Communication Assessment and Treatment at TASC
The brain performs many functions related to communication including our speech, our understanding, our reading, writing, memory, attention, to name a few. All of these areas can be impacted by an ABI.
Possible areas of communication impacted by an ABI are:
- initiating speech (apraxia)
- word-finding (anomia)
- understanding of language (receptive aphasia)
- fluency of speech (expressive aphasia/neurogenic stuttering)
- clarity of speech (dysarthria)
- reading (alexia/dyslexia)
- writing (agraphia/dysgraphia)
- vocal fatigue/hoarseness/weakness
- verbal reasoning
- auditory processing
If you have had a brain injury, a speech-language pathologist can sit down with you to discuss possible assessment and treatment options depending on your recovery goals. There is a chance that you have received speech therapy for an ABI while in the hospital, and if that is the case, we can pick up where your speech therapist left off in therapy or start fresh.

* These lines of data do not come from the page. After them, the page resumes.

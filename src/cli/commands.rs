//! CLI command definitions for mlfq-sched.
//!
//! This module provides the command-line interface for running the
//! scheduler simulation against a command file, executing single commands,
//! and inspecting how a command file is parsed.

use std::future::Future;
use std::path::PathBuf;
use std::sync::Arc;

use clap::Parser;
use serde::Serialize;
use tokio::task::JoinHandle;
use tracing::{error, info, warn};

use crate::error::SchedulerError;
use crate::executor::{BuiltinExecutor, CommandExecutor};
use crate::monitor::{self, MonitorFormat, StateMonitor};
use crate::scheduler::{PromotionTimer, Scheduler, SchedulerConfig, SchedulerStats};
use crate::submission::{self, Submission, Submitter};

/// Default command source, relative to the working directory.
const DEFAULT_COMMAND_FILE: &str = "commands.txt";

/// Multilevel stacked-queue scheduler simulator.
#[derive(Parser)]
#[command(name = "mlfq-sched")]
#[command(about = "Simulate a multilevel priority-stacked process scheduler")]
#[command(version)]
#[command(
    long_about = "mlfq-sched dispatches textual commands from foreground and background submissions\nthrough a stacked multilevel queue with periodic promotion and level splitting.\n\nExample usage:\n  mlfq-sched run commands.txt --tick-ms 200 --submit-interval-ms 500 --drain"
)]
pub struct Cli {
    /// The subcommand to execute.
    #[command(subcommand)]
    pub command: Commands,

    /// Log level (trace, debug, info, warn, error).
    #[arg(short, long, default_value = "info", global = true)]
    pub log_level: String,
}

/// Available CLI subcommands.
#[derive(clap::Subcommand)]
pub enum Commands {
    /// Run the scheduler against a command file.
    Run(RunArgs),

    /// Execute one command with the built-in executor, without scheduling.
    Exec(ExecArgs),

    /// Show how a command file is split into processes.
    Parse(ParseArgs),
}

/// Arguments for `mlfq-sched run`.
#[derive(Parser, Debug)]
pub struct RunArgs {
    /// Newline-delimited command file; `;` separates sub-commands, `&` marks background.
    #[arg(default_value = DEFAULT_COMMAND_FILE)]
    pub file: PathBuf,

    /// YAML configuration file.
    #[arg(short = 'c', long, env = "MLFQ_CONFIG")]
    pub config: Option<PathBuf>,

    /// Upper bound on the dispatcher's idle wait, in milliseconds.
    #[arg(long)]
    pub tick_ms: Option<u64>,

    /// Promotion cadence in milliseconds (0 disables).
    #[arg(long)]
    pub promote_interval_ms: Option<u64>,

    /// Maximum level size before a split.
    #[arg(long)]
    pub split_threshold: Option<usize>,

    /// Dispatch turns per process.
    #[arg(long)]
    pub bursts: Option<u32>,

    /// Sleep ticks between turns.
    #[arg(long)]
    pub period: Option<u32>,

    /// Delay between submissions in milliseconds.
    #[arg(long)]
    pub submit_interval_ms: Option<u64>,

    /// Monitor cadence in milliseconds (0 disables).
    #[arg(long)]
    pub monitor_interval_ms: Option<u64>,

    /// Wait for every process to finish before stopping.
    #[arg(long)]
    pub drain: bool,

    /// Emit monitor reports as JSON lines.
    #[arg(short = 'j', long)]
    pub json: bool,
}

/// Arguments for `mlfq-sched exec`.
#[derive(Parser, Debug)]
pub struct ExecArgs {
    /// The command and its arguments, e.g. `gcd 12 18`.
    #[arg(required = true, trailing_var_arg = true, allow_hyphen_values = true)]
    pub command: Vec<String>,
}

/// Arguments for `mlfq-sched parse`.
#[derive(Parser, Debug)]
pub struct ParseArgs {
    /// Command file to parse.
    #[arg(default_value = DEFAULT_COMMAND_FILE)]
    pub file: PathBuf,

    /// Output JSON.
    #[arg(short = 'j', long)]
    pub json: bool,
}

impl RunArgs {
    /// Resolves configuration: defaults, file, environment, then flags.
    pub fn resolve_config(&self) -> anyhow::Result<SchedulerConfig> {
        let base = match &self.config {
            Some(path) => SchedulerConfig::from_yaml_file(path).map_err(|e| {
                anyhow::anyhow!("Failed to load config '{}': {}", path.display(), e)
            })?,
            None => SchedulerConfig::default(),
        };
        let mut config = base.with_env_overrides()?;

        if let Some(v) = self.tick_ms {
            config.tick_ms = v;
        }
        if let Some(v) = self.promote_interval_ms {
            config.promote_interval_ms = v;
        }
        if let Some(v) = self.split_threshold {
            config.split_threshold = v;
        }
        if let Some(v) = self.bursts {
            config.default_bursts = v;
        }
        if let Some(v) = self.period {
            config.default_period = v;
        }
        if let Some(v) = self.submit_interval_ms {
            config.submit_interval_ms = v;
        }
        if let Some(v) = self.monitor_interval_ms {
            config.monitor_interval_ms = v;
        }

        config.validate()?;
        Ok(config)
    }
}

/// Parse CLI arguments.
pub fn parse_cli() -> Cli {
    Cli::parse()
}

/// Run the CLI by parsing arguments and executing the command.
///
/// For more control over logging initialization, use `parse_cli()` and
/// `run_with_cli()`.
pub async fn run() -> anyhow::Result<()> {
    run_with_cli(parse_cli()).await
}

/// Run the CLI with the parsed arguments.
pub async fn run_with_cli(cli: Cli) -> anyhow::Result<()> {
    match cli.command {
        Commands::Run(args) => run_simulation(args).await?,
        Commands::Exec(args) => run_exec_command(args).await?,
        Commands::Parse(args) => run_parse_command(args)?,
    }
    Ok(())
}

// ============================================================================
// Run Command Implementation
// ============================================================================

#[derive(Debug, Serialize)]
struct RunSummary {
    submitted: usize,
    remaining: usize,
    stats: SchedulerStats,
}

/// Background tasks of one simulation run: the dispatcher, the optional
/// state monitor and the optional promotion timer.
struct Simulation {
    scheduler: Arc<Scheduler>,
    dispatcher: JoinHandle<Result<(), SchedulerError>>,
    monitor: Option<StateMonitor>,
    promotion: Option<PromotionTimer>,
    format: MonitorFormat,
}

impl Simulation {
    fn start(
        config: SchedulerConfig,
        executor: Arc<dyn CommandExecutor>,
        format: MonitorFormat,
    ) -> anyhow::Result<Self> {
        let scheduler = Arc::new(Scheduler::new(config.clone())?);
        let dispatcher = scheduler.spawn(executor);

        let monitor = config
            .monitor_interval()
            .map(|interval| StateMonitor::start(Arc::clone(&scheduler), interval, format));
        let promotion = config
            .promote_interval()
            .map(|interval| PromotionTimer::start(Arc::clone(&scheduler), interval));

        Ok(Self {
            scheduler,
            dispatcher,
            monitor,
            promotion,
            format,
        })
    }

    /// Drives `workload` until it completes or Ctrl-C arrives, then tears
    /// everything down. Teardown runs whether or not the workload failed.
    async fn drive<F>(self, workload: F) -> anyhow::Result<usize>
    where
        F: Future<Output = anyhow::Result<usize>>,
    {
        let outcome = tokio::select! {
            result = workload => result,
            _ = tokio::signal::ctrl_c() => {
                warn!("Interrupted, stopping scheduler");
                Ok(0)
            }
        };
        if let Err(e) = &outcome {
            error!(error = %e, "Workload failed, stopping scheduler");
        }

        let shutdown = self.shutdown().await;
        let submitted = outcome?;
        shutdown?;
        Ok(submitted)
    }

    async fn shutdown(self) -> anyhow::Result<()> {
        self.scheduler.stop();
        let dispatched = self
            .dispatcher
            .await
            .map_err(|e| anyhow::anyhow!("Dispatcher task panicked: {}", e));

        if let Some(timer) = self.promotion {
            timer.stop().await;
        }
        if let Some(monitor) = self.monitor {
            monitor.stop().await;
        }

        print!("{}", monitor::report(&self.scheduler, self.format));
        dispatched??;
        Ok(())
    }
}

async fn run_simulation(args: RunArgs) -> anyhow::Result<()> {
    let config = args.resolve_config()?;
    let format = if args.json {
        MonitorFormat::Json
    } else {
        MonitorFormat::Text
    };

    info!(file = %args.file.display(), config = ?config, "Starting scheduler");

    let executor: Arc<dyn CommandExecutor> = Arc::new(BuiltinExecutor::stdout());
    let simulation = Simulation::start(config.clone(), executor, format)?;
    let scheduler = Arc::clone(&simulation.scheduler);

    let submitter = Submitter::new(&args.file, config.submit_interval());
    let drain = args.drain;
    let workload = {
        let scheduler = Arc::clone(&scheduler);
        async move {
            let submitted = submitter.run(Arc::clone(&scheduler)).await?;
            if drain {
                scheduler.wait_until_drained().await;
            }
            Ok::<usize, anyhow::Error>(submitted)
        }
    };

    let submitted = simulation.drive(workload).await?;

    let summary = RunSummary {
        submitted,
        remaining: scheduler.live_count(),
        stats: scheduler.stats(),
    };
    info!(
        submitted = summary.submitted,
        remaining = summary.remaining,
        dispatched = summary.stats.dispatched,
        completed = summary.stats.completed,
        promotions = summary.stats.promotions,
        splits = summary.stats.splits,
        "Simulation finished"
    );
    if args.json {
        let json = serde_json::to_string(&summary)
            .map_err(|e| anyhow::anyhow!("Failed to serialize JSON output: {}", e))?;
        println!("{}", json);
    }

    Ok(())
}

// ============================================================================
// Exec / Parse Command Implementation
// ============================================================================

async fn run_exec_command(args: ExecArgs) -> anyhow::Result<()> {
    let tokens: Vec<String> = args
        .command
        .iter()
        .flat_map(|part| part.split_whitespace())
        .map(str::to_string)
        .collect();

    BuiltinExecutor::stdout().execute(&tokens).await?;
    Ok(())
}

fn run_parse_command(args: ParseArgs) -> anyhow::Result<()> {
    let text = std::fs::read_to_string(&args.file)
        .map_err(|e| anyhow::anyhow!("Failed to read '{}': {}", args.file.display(), e))?;
    let submissions: Vec<Submission> = submission::parse_source(&text);

    if args.json {
        let json = serde_json::to_string_pretty(&submissions)
            .map_err(|e| anyhow::anyhow!("Failed to serialize JSON output: {}", e))?;
        println!("{}", json);
        return Ok(());
    }

    for (index, s) in submissions.iter().enumerate() {
        println!("{:>4} {} {}", index, s.class.tag(), s.command);
    }
    println!("{} processes", submissions.len());
    Ok(())
}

Your treatment- Your choice.
At TASC we believe in reviewing your expectations and establishing functional goals to help you communicate in your day-to-day life. While we recognize the importance of starting therapy as soon as possible for both functional and financial reasons, it is likely that your speech-language pathologist would perform a brief assessment to determine the nature of deficits and make appropriate recommendations for treatment. In addition, At TASC, we are well-trained and equipped to perform complete standardized assessments of your communication needs and provide a report (sometimes required by lawyers or insurance companies).

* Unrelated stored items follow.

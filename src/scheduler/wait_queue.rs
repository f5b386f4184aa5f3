//! Wait queue for processes sleeping between dispatch turns.

use super::process::Process;

/// Processes parked between turns, each with its own countdown.
///
/// Entries are unordered with respect to each other; iteration follows
/// parking order for stable monitor output.
#[derive(Debug, Clone, Default)]
pub struct WaitQueue {
    entries: Vec<Process>,
}

impl WaitQueue {
    pub fn new() -> Self {
        Self::default()
    }

    /// Parks a process for `period` ticks.
    pub fn park(&mut self, mut process: Process) {
        process.sleep_ticks = process.period;
        self.entries.push(process);
    }

    /// Advances every entry by one tick.
    ///
    /// Entries whose countdown reaches zero are removed and returned in
    /// parking order, ready for re-admission. A process parked with
    /// `sleep_ticks = w` is returned by the `max(w, 1)`-th call.
    pub fn age(&mut self) -> Vec<Process> {
        for process in &mut self.entries {
            process.sleep_ticks = process.sleep_ticks.saturating_sub(1);
        }

        let (expired, sleeping): (Vec<_>, Vec<_>) = std::mem::take(&mut self.entries)
            .into_iter()
            .partition(|p| p.sleep_ticks == 0);
        self.entries = sleeping;
        expired
    }

    pub fn len(&self) -> usize {
        self.entries.len()
    }

    pub fn is_empty(&self) -> bool {
        self.entries.is_empty()
    }

    pub fn iter(&self) -> impl Iterator<Item = &Process> {
        self.entries.iter()
    }
}

#[cfg(test)]
mod tests {
    use super::*;

    #[test]
    fn test_age_releases_after_exact_ticks() {
        let mut wq = WaitQueue::new();
        wq.park(Process::foreground(1, "x").with_period(3));

        assert!(wq.age().is_empty());
        assert!(wq.age().is_empty());
        assert_eq!(wq.iter().next().map(|p| p.sleep_ticks), Some(1));

        let released = wq.age();
        assert_eq!(released.len(), 1);
        assert_eq!(released[0].id.0, 1);
        assert!(wq.is_empty());
    }

    #[test]
    fn test_zero_period_released_on_next_age() {
        let mut wq = WaitQueue::new();
        wq.park(Process::background(1, "x").with_period(0));

        assert_eq!(wq.age().len(), 1);
    }

    #[test]
    fn test_age_preserves_class_and_promoted_flag() {
        let mut wq = WaitQueue::new();
        let mut p = Process::background(5, "x").with_period(1);
        p.promoted = true;
        wq.park(p);

        let released = wq.age();
        assert!(!released[0].is_foreground());
        assert!(released[0].promoted);
    }

    #[test]
    fn test_mixed_periods_release_in_parking_order() {
        let mut wq = WaitQueue::new();
        wq.park(Process::foreground(1, "x").with_period(2));
        wq.park(Process::foreground(2, "x").with_period(1));
        wq.park(Process::foreground(3, "x").with_period(2));

        let first: Vec<u64> = wq.age().iter().map(|p| p.id.0).collect();
        assert_eq!(first, vec![2]);
        let second: Vec<u64> = wq.age().iter().map(|p| p.id.0).collect();
        assert_eq!(second, vec![1, 3]);
    }
}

For more information on receiving a full communication assessment, or to book an initial consultation to get started working towards your rehabilitation and communication goals visit our Contact page.

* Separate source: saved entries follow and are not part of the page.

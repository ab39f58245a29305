use std::ops::{Mul, Sub};

use num_traits::Signed;

use crate::Point;

/// The scalar value representing the determinant between two vectors.
#[derive(Debug, Copy, Clone)]
pub(crate) struct Determinant<T>(T);

impl<T> From<[&Point<T>; 3]> for Determinant<T>
where
    T: Copy + Sub<Output = T> + Mul<Output = T>,
{
    /// Returns the determinant of the direction vectors `AB` and `AC`.
    fn from([a, b, c]: [&Point<T>; 3]) -> Self {
        Self((b.x - a.x) * (c.y - a.y) - (c.x - a.x) * (b.y - a.y))
    }
}

impl<T> Determinant<T>
where
    T: Signed,
{
    /// Returns true if the number is negative and false if the number is zero or positive.
    pub(crate) fn is_negative(&self) -> bool {
        self.0.is_negative()
    }
}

Swallowing Assessment and Treatment at TASC
Another area that may be impacted by a stroke, traumatic brain injury, or other neurological trauma is the ability of a person to swallow their food and drink. In the hospital, it is possible that assessment and treatment was conducted by a speech-language pathologist shortly after an incident. In many cases, any swallowing concerns resolve during a patient's time in the hospital. In some cases however, swallowing issues continue and can negatively impact a person's quality of life and even lead to other health concerns such as aspiration pneumonia if not addressed.
If you are experiencing any of the following symptoms when eating or drinking, a speech-language pathologist might be able to help.
- Sensation of food getting stuck in the mouth or throat
- Chronic coughing
- Persistent coughing or choking when swallowing food or drink
- Excessive throat clearing
- Sour or bad taste in the mouth (particularly in the morning)
- Difficulty with different textures, temperatures, or types of food
- Difficulty clearing food from the mouth
- Shortness of breath during eating
- Thick secretions (mucous)
Assessment by a speech-language pathologist can help to identify the specific issues with swallowing, and make recommendations for appropriate strategies or treatment. In some cases, our speech-language pathologist might recommend that you ask your family doctor for a referral to a hospital where a speech-language pathologist will conduct a videofluoroscopic (VF) study of your swallow. During this study, an x-ray will be used to "look inside" and see what is happening when you swallow. If you have had a VF study of your swallow done recently, be sure to bring any information or a report when you meet our speech-language pathologist.